L'accordo - che è stato firmato dal Presidente Federico Vecchioni, per Confagricoltura, da Gianni Bonini, presidente di Agrisviluppo e da Giuseppe Zampini, amministratore delegato di Ansaldo Energia - intende rispondere all'interesse del sistema Paese di affermarsi sui mercati interni ed internazionali con un prodotto completo sotto il profilo tecnologico ed industriale per ridurre il gap pesante che pone l'Italia in condizioni subalterne dentro la stessa area dell'euro.
Operativamente, Confagricoltura e Agrisviluppo metteranno a disposizione il sito per la realizzazione dell'impianto prototipo (che sarà collegato ad una turbina a gas e sarà dotato di un controllo a distanza), promuovendone in una fase successiva la diffusione fra le imprese agricole. Ad Ansaldo Energia, invece, i compiti di ricerca e sviluppo per la piena industrializzazione del prodotto.
La scelta di AEN nasce dall'esperienza dell'attività di ricerca della società del Gruppo Finmeccanica, già impegnata nella realizzazione di un prototipo per la gassificazione termochimica di biomasse. Si tratta appunto della pirogassificazione, che prevede la separazione della fase di pirolisi da quella di gassificazione (vedi scheda) e si configura come anello tecnologico principale di una catena industriale tutta italiana.
Con questa partnership Confagricoltura intende promuovere lo sviluppo e l'industrializzazione di una tecnologia in grado di rispondere ad una domanda sempre più crescente di produzione energetica da fonti rinnovabili sicura, efficiente e a costi contenuti. Le fonti rinnovabili per Confagricoltura costituiscono infatti una declinazione attuale e strategica per la multifunzionalità e la diversificazione del reddito delle imprese agricole, in quanto favoriscono la competitività aziendale nel contesto europeo, la sostenibilità energetica e il rispetto dell'ambiente.

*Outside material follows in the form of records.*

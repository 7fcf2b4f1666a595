//! Service configuration
//!
//! Loads `config.yml` (current directory, then parent), falling back to
//! built-in defaults. `.env` is loaded first; YAML string values written as
//! `${VAR}` are resolved from the environment, and the well-known variables
//! (`NEO4J_URI`, `GROQ_API_KEY`, ...) take precedence over literal values.

use std::fs;
use std::path::Path;

use serde::Deserialize;

use crate::{Error, Result};

pub const DEFAULT_NEO4J_URI: &str = "bolt://localhost:7687";
pub const DEFAULT_LLM_BASE_URL: &str = "https://api.groq.com/openai/v1";
pub const DEFAULT_LLM_MODEL: &str = "llama-3.3-70b-versatile";
pub const DEFAULT_FEED_URL: &str = "https://techcrunch.com/feed/";
pub const DEFAULT_FEED_ITEMS: usize = 3;
/// Six hours.
pub const DEFAULT_SCHEDULE_SECS: u64 = 6 * 60 * 60;
pub const DEFAULT_NEIGHBORHOOD_LIMIT: usize = 50;
pub const DEFAULT_GLOBAL_SAMPLE_LIMIT: usize = 20;
pub const DEFAULT_GRAPH_EXPORT_LIMIT: usize = 500;
pub const DEFAULT_SERVER_ADDR: &str = "0.0.0.0:8000";

/// What happens when an existing node id is merged again with another type.
#[derive(Debug, Clone, Copy, PartialEq, Eq, Default, Deserialize)]
#[serde(rename_all = "snake_case")]
pub enum NodeTypePolicy {
    /// The type recorded on creation is kept.
    #[default]
    FirstWins,
    /// The most recently observed type replaces the previous one.
    LastWins,
    /// Every observed type is accumulated; the first stays the display group.
    MultiType,
}

/// Graph store implementation.
#[derive(Debug, Clone, Copy, PartialEq, Eq, Default, Deserialize)]
#[serde(rename_all = "snake_case")]
pub enum StoreBackend {
    #[default]
    Neo4j,
    /// In-process store, contents are lost on exit.
    Memory,
}

#[derive(Debug, Clone, Deserialize)]
#[serde(default)]
pub struct Neo4jConfig {
    pub uri: String,
    pub username: String,
    pub password: String,
    pub query_timeout_secs: u64,
}

impl Default for Neo4jConfig {
    fn default() -> Self {
        Self {
            uri: DEFAULT_NEO4J_URI.to_string(),
            username: "neo4j".to_string(),
            password: String::new(),
            query_timeout_secs: 15,
        }
    }
}

#[derive(Debug, Clone, Deserialize)]
#[serde(default)]
pub struct StoreConfig {
    pub backend: StoreBackend,
}

impl Default for StoreConfig {
    fn default() -> Self {
        Self {
            backend: StoreBackend::Neo4j,
        }
    }
}

#[derive(Debug, Clone, Deserialize)]
#[serde(default)]
pub struct LlmConfig {
    pub api_key: String,
    pub base_url: String,
    pub model: String,
    pub temperature: f32,
    pub max_tokens: u32,
    pub timeout_secs: u64,
}

impl Default for LlmConfig {
    fn default() -> Self {
        Self {
            api_key: String::new(),
            base_url: DEFAULT_LLM_BASE_URL.to_string(),
            model: DEFAULT_LLM_MODEL.to_string(),
            temperature: 0.0,
            max_tokens: 2048,
            timeout_secs: 60,
        }
    }
}

#[derive(Debug, Clone, Deserialize)]
#[serde(default)]
pub struct FeedConfig {
    pub url: String,
    pub max_items: usize,
    pub timeout_secs: u64,
}

impl Default for FeedConfig {
    fn default() -> Self {
        Self {
            url: DEFAULT_FEED_URL.to_string(),
            max_items: DEFAULT_FEED_ITEMS,
            timeout_secs: 15,
        }
    }
}

#[derive(Debug, Clone, Deserialize)]
#[serde(default)]
pub struct IngestConfig {
    /// Skip articles whose link was already ingested.
    pub dedupe_by_url: bool,
    pub node_type_policy: NodeTypePolicy,
}

impl Default for IngestConfig {
    fn default() -> Self {
        Self {
            dedupe_by_url: true,
            node_type_policy: NodeTypePolicy::FirstWins,
        }
    }
}

#[derive(Debug, Clone, Deserialize)]
#[serde(default)]
pub struct SchedulerConfig {
    pub enabled: bool,
    pub interval_secs: u64,
    /// Skip a tick while the previous run is still in progress.
    pub serialize_runs: bool,
}

impl Default for SchedulerConfig {
    fn default() -> Self {
        Self {
            enabled: true,
            interval_secs: DEFAULT_SCHEDULE_SECS,
            serialize_runs: true,
        }
    }
}

#[derive(Debug, Clone, Deserialize)]
#[serde(default)]
pub struct QaConfig {
    pub neighborhood_limit: usize,
    pub global_sample_limit: usize,
}

impl Default for QaConfig {
    fn default() -> Self {
        Self {
            neighborhood_limit: DEFAULT_NEIGHBORHOOD_LIMIT,
            global_sample_limit: DEFAULT_GLOBAL_SAMPLE_LIMIT,
        }
    }
}

#[derive(Debug, Clone, Deserialize)]
#[serde(default)]
pub struct ServerConfig {
    pub addr: String,
    pub graph_export_limit: usize,
}

impl Default for ServerConfig {
    fn default() -> Self {
        Self {
            addr: DEFAULT_SERVER_ADDR.to_string(),
            graph_export_limit: DEFAULT_GRAPH_EXPORT_LIMIT,
        }
    }
}

/// Main configuration struct
#[derive(Debug, Clone, Default, Deserialize)]
#[serde(default)]
pub struct Config {
    pub neo4j: Neo4jConfig,
    pub store: StoreConfig,
    pub llm: LlmConfig,
    pub feed: FeedConfig,
    pub ingest: IngestConfig,
    pub scheduler: SchedulerConfig,
    pub qa: QaConfig,
    pub server: ServerConfig,
}

impl Config {
    /// Load configuration from config.yml or use defaults.
    /// Environment variables take precedence over config.yml values.
    pub fn new() -> Self {
        Self::load_from_file("config.yml")
            .or_else(|_| Self::load_from_file("../config.yml"))
            .unwrap_or_else(|_| {
                Self::load_dotenv();
                let mut config = Self::default();
                config.apply_env();
                config
            })
    }

    /// Load .env file into environment variables using dotenvy
    fn load_dotenv() {
        if dotenvy::dotenv().is_err() {
            let _ = dotenvy::from_filename("../.env");
        }
    }

    /// Load configuration from a specific file
    pub fn load_from_file<P: AsRef<Path>>(path: P) -> Result<Self> {
        Self::load_dotenv();

        let content = fs::read_to_string(path.as_ref())
            .map_err(|e| Error::Config(format!("Failed to read config file: {}", e)))?;

        let mut config = Self::from_yaml(&content)?;
        config.apply_env();
        Ok(config)
    }

    /// Parse YAML without consulting the environment.
    pub fn from_yaml(content: &str) -> Result<Self> {
        serde_yaml::from_str(content)
            .map_err(|e| Error::Config(format!("Failed to parse config file: {}", e)))
    }

    /// Resolve `${VAR}` placeholders and apply env overrides.
    fn apply_env(&mut self) {
        self.neo4j.uri = resolve_env_string(&self.neo4j.uri, &["NEO4J_URI"]);
        self.neo4j.username =
            resolve_env_string(&self.neo4j.username, &["NEO4J_USERNAME", "NEO4J_USER"]);
        self.neo4j.password = resolve_env_string(&self.neo4j.password, &["NEO4J_PASSWORD"]);
        self.llm.api_key = resolve_env_string(&self.llm.api_key, &["GROQ_API_KEY", "LLM_API_KEY"]);
        self.llm.base_url = resolve_env_string(&self.llm.base_url, &["LLM_BASE_URL"]);
        self.llm.model = resolve_env_string(&self.llm.model, &["LLM_MODEL"]);
        self.feed.url = resolve_env_string(&self.feed.url, &["FEED_URL"]);
        self.server.addr = resolve_env_string(&self.server.addr, &["SERVER_ADDR"]);

        if let Some(secs) = std::env::var("SCHEDULE_INTERVAL_SECS")
            .ok()
            .and_then(|v| v.parse::<u64>().ok())
        {
            self.scheduler.interval_secs = secs;
        }
    }

    /// Reject values the pipelines cannot run with.
    pub fn validate(&self) -> Result<()> {
        if self.scheduler.interval_secs == 0 {
            return Err(Error::Config("scheduler.interval_secs must be > 0".into()));
        }
        if self.feed.max_items == 0 {
            return Err(Error::Config("feed.max_items must be > 0".into()));
        }
        if self.qa.neighborhood_limit == 0 || self.qa.global_sample_limit == 0 {
            return Err(Error::Config("qa limits must be > 0".into()));
        }
        Ok(())
    }
}

/// Resolve a value: `${VAR}` placeholders first, then the listed env keys,
/// then the literal value.
fn resolve_env_string(value: &str, env_keys: &[&str]) -> String {
    if value.starts_with("${") && value.ends_with('}') {
        let var_name = &value[2..value.len() - 1];
        if let Ok(env_val) = std::env::var(var_name) {
            return env_val;
        }
    }
    for key in env_keys {
        if let Ok(env_val) = std::env::var(key) {
            if !env_val.is_empty() {
                return env_val;
            }
        }
    }
    if value.starts_with("${") {
        return String::new();
    }
    value.to_string()
}

#[cfg(test)]
mod tests {
    use super::*;
    use std::io::Write;
    use std::sync::{LazyLock, Mutex};

    static ENV_LOCK: LazyLock<Mutex<()>> = LazyLock::new(|| Mutex::new(()));

    struct EnvGuard {
        key: String,
        original: Option<String>,
    }

    impl EnvGuard {
        fn set(key: &str, value: &str) -> Self {
            let original = std::env::var(key).ok();
            std::env::set_var(key, value);
            Self {
                key: key.to_string(),
                original,
            }
        }

        fn unset(key: &str) -> Self {
            let original = std::env::var(key).ok();
            std::env::remove_var(key);
            Self {
                key: key.to_string(),
                original,
            }
        }
    }

    impl Drop for EnvGuard {
        fn drop(&mut self) {
            match &self.original {
                Some(value) => std::env::set_var(&self.key, value),
                None => std::env::remove_var(&self.key),
            }
        }
    }

    #[test]
    fn test_defaults() {
        let config = Config::default();
        assert_eq!(config.feed.max_items, 3);
        assert_eq!(config.scheduler.interval_secs, 21_600);
        assert!(config.scheduler.serialize_runs);
        assert_eq!(config.ingest.node_type_policy, NodeTypePolicy::FirstWins);
        assert_eq!(config.qa.neighborhood_limit, 50);
        assert_eq!(config.qa.global_sample_limit, 20);
        assert_eq!(config.server.graph_export_limit, 500);
        assert_eq!(config.llm.model, DEFAULT_LLM_MODEL);
        assert!(config.validate().is_ok());
    }

    #[test]
    fn test_partial_yaml_keeps_defaults() {
        let config = Config::from_yaml(
            "ingest:\n  node_type_policy: multi_type\nqa:\n  neighborhood_limit: 10\n",
        )
        .unwrap();
        assert_eq!(config.ingest.node_type_policy, NodeTypePolicy::MultiType);
        assert!(config.ingest.dedupe_by_url);
        assert_eq!(config.qa.neighborhood_limit, 10);
        assert_eq!(config.qa.global_sample_limit, 20);
    }

    #[test]
    fn test_unknown_policy_is_rejected() {
        let err = Config::from_yaml("ingest:\n  node_type_policy: random\n").unwrap_err();
        assert!(matches!(err, Error::Config(_)));
    }

    #[test]
    fn test_placeholder_resolved_from_env() {
        let _lock = ENV_LOCK.lock().unwrap();
        let _key = EnvGuard::set("INSIDER_TEST_NEO4J_PASS", "s3cret");
        let _pass = EnvGuard::unset("NEO4J_PASSWORD");

        let mut file = tempfile::NamedTempFile::new().unwrap();
        writeln!(file, "neo4j:\n  password: \"${{INSIDER_TEST_NEO4J_PASS}}\"").unwrap();

        let config = Config::load_from_file(file.path()).unwrap();
        assert_eq!(config.neo4j.password, "s3cret");
    }

    #[test]
    fn test_env_overrides_literal_yaml() {
        let _lock = ENV_LOCK.lock().unwrap();
        let _model = EnvGuard::set("LLM_MODEL", "llama-3.1-8b-instant");
        let _interval = EnvGuard::set("SCHEDULE_INTERVAL_SECS", "60");

        let mut file = tempfile::NamedTempFile::new().unwrap();
        writeln!(file, "llm:\n  model: gpt-4o-mini\nscheduler:\n  interval_secs: 3600").unwrap();

        let config = Config::load_from_file(file.path()).unwrap();
        assert_eq!(config.llm.model, "llama-3.1-8b-instant");
        assert_eq!(config.scheduler.interval_secs, 60);
    }

    #[test]
    fn test_validate_rejects_zero_interval() {
        let mut config = Config::default();
        config.scheduler.interval_secs = 0;
        assert!(config.validate().is_err());
    }

    #[test]
    fn test_missing_file_errors() {
        let err = Config::load_from_file("/nonexistent/insider/config.yml").unwrap_err();
        assert!(err.to_string().contains("Failed to read config file"));
    }
}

SCHEDA: LA PIROGASSIFICAZIONELa pirogassificazione è una tecnologia impiegata per la produzione di syngas (composto principalmente da ossido di carbonio, idrogeno, anidride carbonica, idrocarburi e azoto, se la massificazione è avvenuta con aria) partendo da matrici di tipo organico.
Comunemente col termine di pirogassificazione si intende una gassificazione, nella quale la zona in cui avvengono le reazioni di essiccazione e pirolisi differisce dalla zona in cui avvengono le altre reazioni di ossidazione e di riduzione.
La composizione del syngas dipende da molti fattori quali ad esempio la temperatura a cui avviene il processo, l'agente o gli agenti gassificanti, il tempo di permanenza, il tipo di reattore e di processo e la matrice organica utilizzata.
Il syngas può essere impiegato nei bruciatori delle caldaie, e, se si raggiungono condizioni di pulizia del gas adeguate, anche in motori a combustione interna o in turbine a gas.
La gassificazione è un processo tecnologico prossimo alla piena industrializzazione anche con biomasse e altre matrici organiche di scarto, come ad esempio CDR, plastiche e altro.
Il prototipo dimostrativo che si intende realizzare avrà una potenzialità indicativa di 100 kwe (le taglie industriali che saranno realizzate a valle del prototipo potranno avere potenzialità anche di diverse centinaia di kwe).
Il pirogassificatore potrebbe essere utilizzato per lo smaltimento di scarti di natura agroalimentare e beneficiare degli incentivi pubblici per la produzione di energia elettrica da biomasse, ovvero i Certificati Verdi che hanno durata di quindici anni e la tariffa fissa omnicomprensiva pari a 0,28 euro/kw prodotto (per potenze inferiori a 1 Mwe).